Filme do dia (57/2019) - "Enraivecida na Fúria do Sexo", de David Cronenberg, 1977 - Após sofrer um grave acidente de motocicleta, Rose (Marilyn Chambers) é submetida a uma cirurgia experimental, após o que desenvolve uma estranha condição - a de extrair sangue de suas vítimas através de "espinhos" que se desenvolveram a partir dos enxertos de pele colocados em seu corpo. As vítimas, por sua vez, em curto espaço de tempo, transformam-se em raivosos seres que atacam pessoas e, assim, transmitem sua condição adiante.
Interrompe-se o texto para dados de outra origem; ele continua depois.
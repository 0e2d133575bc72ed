//! Per-character attribute table loader.

use std::collections::HashMap;
use std::fs::File;
use std::io::BufReader;
use std::path::Path;

use anyhow::{Context, Result};
use hanzi_types::{CharacterRecord, single_char};
use serde::Deserialize;
use tracing::info;

use crate::radicals::RadicalTable;

/// Raw attribute row as it appears in the source file. All values are
/// strings; numeric fields are parsed after the fact.
#[derive(Deserialize)]
struct RawAttributeRow {
    // the key is misspelled in the raw data
    #[serde(rename = "charcter")]
    character: String,
    frequency_rank: Option<String>,
    pinyin: Option<String>,
    radical: Option<String>,
    definition: Option<String>,
    stroke_count: Option<String>,
}

/// Load the attribute table into a per-character map, resolving semantic
/// radicals through `radicals`.
///
/// A row whose key is not a single character aborts the load. Numeric
/// fields that are absent or unparseable both come out as `None`. A
/// character whose radical reference is itself gets no `semantic_radical`
/// at all, and neither does one whose reference resolves to nothing.
pub fn load_attribute_table(
    path: impl AsRef<Path>,
    radicals: &RadicalTable,
) -> Result<HashMap<char, CharacterRecord>> {
    let path = path.as_ref();
    let file = File::open(path).with_context(|| format!("open {}", path.display()))?;
    let rows: Vec<RawAttributeRow> = serde_json::from_reader(BufReader::new(file))
        .with_context(|| format!("parse attribute table {}", path.display()))?;

    // First pass: build the records, keeping each raw radical reference
    // aside for the resolution pass.
    let mut table = HashMap::with_capacity(rows.len());
    let mut pending = Vec::new();
    for (rowno, row) in rows.into_iter().enumerate() {
        let character = single_char(&row.character).with_context(|| {
            format!(
                "attribute table {} row {}: key {:?} is not a single character",
                path.display(),
                rowno + 1,
                row.character
            )
        })?;

        table.insert(
            character,
            CharacterRecord {
                character,
                freq_rank: parse_count(row.frequency_rank.as_deref()),
                pinyin: row.pinyin,
                definitions: row.definition.as_deref().map_or_else(Vec::new, split_definitions),
                stroke_count: parse_count(row.stroke_count.as_deref()),
                semantic_radical: None,
            },
        );
        if let Some(reference) = row.radical.as_deref().and_then(single_char) {
            pending.push((character, reference));
        }
    }

    // Second pass: attach resolved radicals. A self-reference carries no
    // information and is dropped outright.
    for (character, reference) in pending {
        if reference == character {
            continue;
        }
        if let Some(record) = table.get_mut(&character) {
            record.semantic_radical = radicals.resolve(reference);
        }
    }

    info!("loaded {} character records", table.len());
    Ok(table)
}

/// Absence and parse failure are the same thing here.
fn parse_count(raw: Option<&str>) -> Option<u32> {
    raw.and_then(|s| s.trim().parse().ok())
}

fn split_definitions(raw: &str) -> Vec<String> {
    raw.split([';', ','])
        .map(str::trim)
        .filter(|s| !s.is_empty())
        .map(str::to_string)
        .collect()
}

#[cfg(test)]
mod tests {
    use super::*;
    use std::io::Write;
    use tempfile::NamedTempFile;

    fn radical_fixture() -> RadicalTable {
        let mut file = NamedTempFile::new().expect("temp file");
        file.write_all(
            r#"{
                "火": {"strokes": 4, "english": "fire", "variant": "灬"},
                "水": {"strokes": 4, "english": "water", "variant": "氵"}
            }"#
            .as_bytes(),
        )
        .unwrap();
        RadicalTable::load(file.path()).expect("radical fixture")
    }

    fn load(json: &str) -> Result<HashMap<char, CharacterRecord>> {
        let radicals = radical_fixture();
        let mut file = NamedTempFile::new().expect("temp file");
        file.write_all(json.as_bytes()).unwrap();
        load_attribute_table(file.path(), &radicals)
    }

    #[test]
    fn parses_fields_and_elides_self_radical() {
        let table = load(
            r#"[{
                "charcter": "火",
                "frequency_rank": "10",
                "pinyin": "huǒ",
                "radical": "火",
                "definition": "fire; urgent",
                "stroke_count": "4"
            }]"#,
        )
        .unwrap();
        let fire = &table[&'火'];
        assert_eq!(fire.freq_rank, Some(10));
        assert_eq!(fire.stroke_count, Some(4));
        assert_eq!(fire.definitions, vec!["fire", "urgent"]);
        assert_eq!(fire.pinyin.as_deref(), Some("huǒ"));
        assert!(fire.semantic_radical.is_none());
    }

    #[test]
    fn resolves_variant_radical_references() {
        let table = load(
            r#"[{
                "charcter": "然",
                "frequency_rank": "51",
                "pinyin": "rán",
                "radical": "灬",
                "definition": "so; thus",
                "stroke_count": "12"
            }]"#,
        )
        .unwrap();
        let radical = table[&'然'].semantic_radical.as_ref().expect("resolved");
        assert_eq!(radical.radical, '火');
        assert_eq!(radical.translation, "fire");
    }

    #[test]
    fn unparseable_counts_read_as_absent() {
        let table = load(
            r#"[{
                "charcter": "山",
                "frequency_rank": "not-a-number",
                "pinyin": "shān",
                "definition": "mountain"
            }]"#,
        )
        .unwrap();
        let mountain = &table[&'山'];
        assert_eq!(mountain.freq_rank, None);
        assert_eq!(mountain.stroke_count, None);
        assert_eq!(mountain.definitions, vec!["mountain"]);
    }

    #[test]
    fn unknown_radical_reference_is_omitted() {
        let table = load(
            r#"[{
                "charcter": "狗",
                "frequency_rank": "810",
                "pinyin": "gǒu",
                "radical": "犬",
                "definition": "dog",
                "stroke_count": "8"
            }]"#,
        )
        .unwrap();
        assert!(table[&'狗'].semantic_radical.is_none());
    }

    #[test]
    fn multi_character_key_is_fatal() {
        assert!(load(r#"[{"charcter": "火山", "definition": "volcano"}]"#).is_err());
    }

    #[test]
    fn empty_definition_splits_to_nothing() {
        let table = load(r#"[{"charcter": "乭", "definition": " ; , "}]"#).unwrap();
        assert!(table[&'乭'].definitions.is_empty());
    }
}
Não!!! Mesmo com esse título absurdo, eu JURO que não se trata de um filme "adulto"!!!! Rsrsrsrs O esdrúxulo título em português (que, na tradução do original deveria ser "Raivoso") se deu tão somente para chamar a atenção para Marilyn Chambers, uma conhecida atriz da indústria de filmes pornôs. Com esse título e essa atriz, acredito que os distribuidores tentaram atrair o público de filmes adultos, num claro lance de "estelionato cinematográfico", uma vez que se trata de uma obra do gênero terror. Esclarecendo o fato e nos atendo ao filme, a obra se aproxima das histórias de zumbi, apesar de não retratar exatamente mortos-vivos - as vítimas de Rose transformam-se em seres raivosos e agressivos, atacam pessoas e mordem-nas, mas em momento algum estão em um estado entre a vida e a morte e são mais facilmente eliminados que seus "primos" zumbis. Como era de se esperar, considerando o diretor Cronenberg, a obra é cheia de esquisitices, mesmo para um filme de "pseudo-zumbis" - a história de Rose desenvolver "apêndices" que sugam sangue é uma das mais bizarras criações do cinema que eu me lembro de ter visto! Rs. Mas, mesmo com esquisitices, o filme é bem razoável e cria uma interessante atmosfera que transita entre a tensão e a angústia - a situação de Rose faz com que ela se torne essencialmente solitária e a trilha sonora "tristonha" realça bastante essa solidão da personagem. Por outro lado, não há, aqui, as grandes críticas sociais, das quais gosto tanto, dos demais filmes acerca do tema "zumbis" - o que retira qualquer profundidade da obra. Ponto negativo, também, para a fotografia granulosa e "lavada", comum em filmes setentistas e que raramente me agrada (para me agradar, precisa ter um motivo para essa opção estética, e aqui não me pareceu haver esse motivo). Quanto às interpretações, ninguém destacou-se positivamente. Não entendi a opção pela atriz pornô Marilyn Chambers - a minha impressão é que nem ela sabia o que estava fazendo ali... O maior mérito, mesmo, do filme é a leitura sensorial que é possível fazer dele, e que, no meu caso, fez com que eu "sentisse" o peso e a angústia da personagem Rose vivenciar aquela condição e ser responsável por tantas mortes posteriores. Well... há filmes melhores sobre zumbis, mas esse não é desprezível. Quem gosta da temática deve curtir.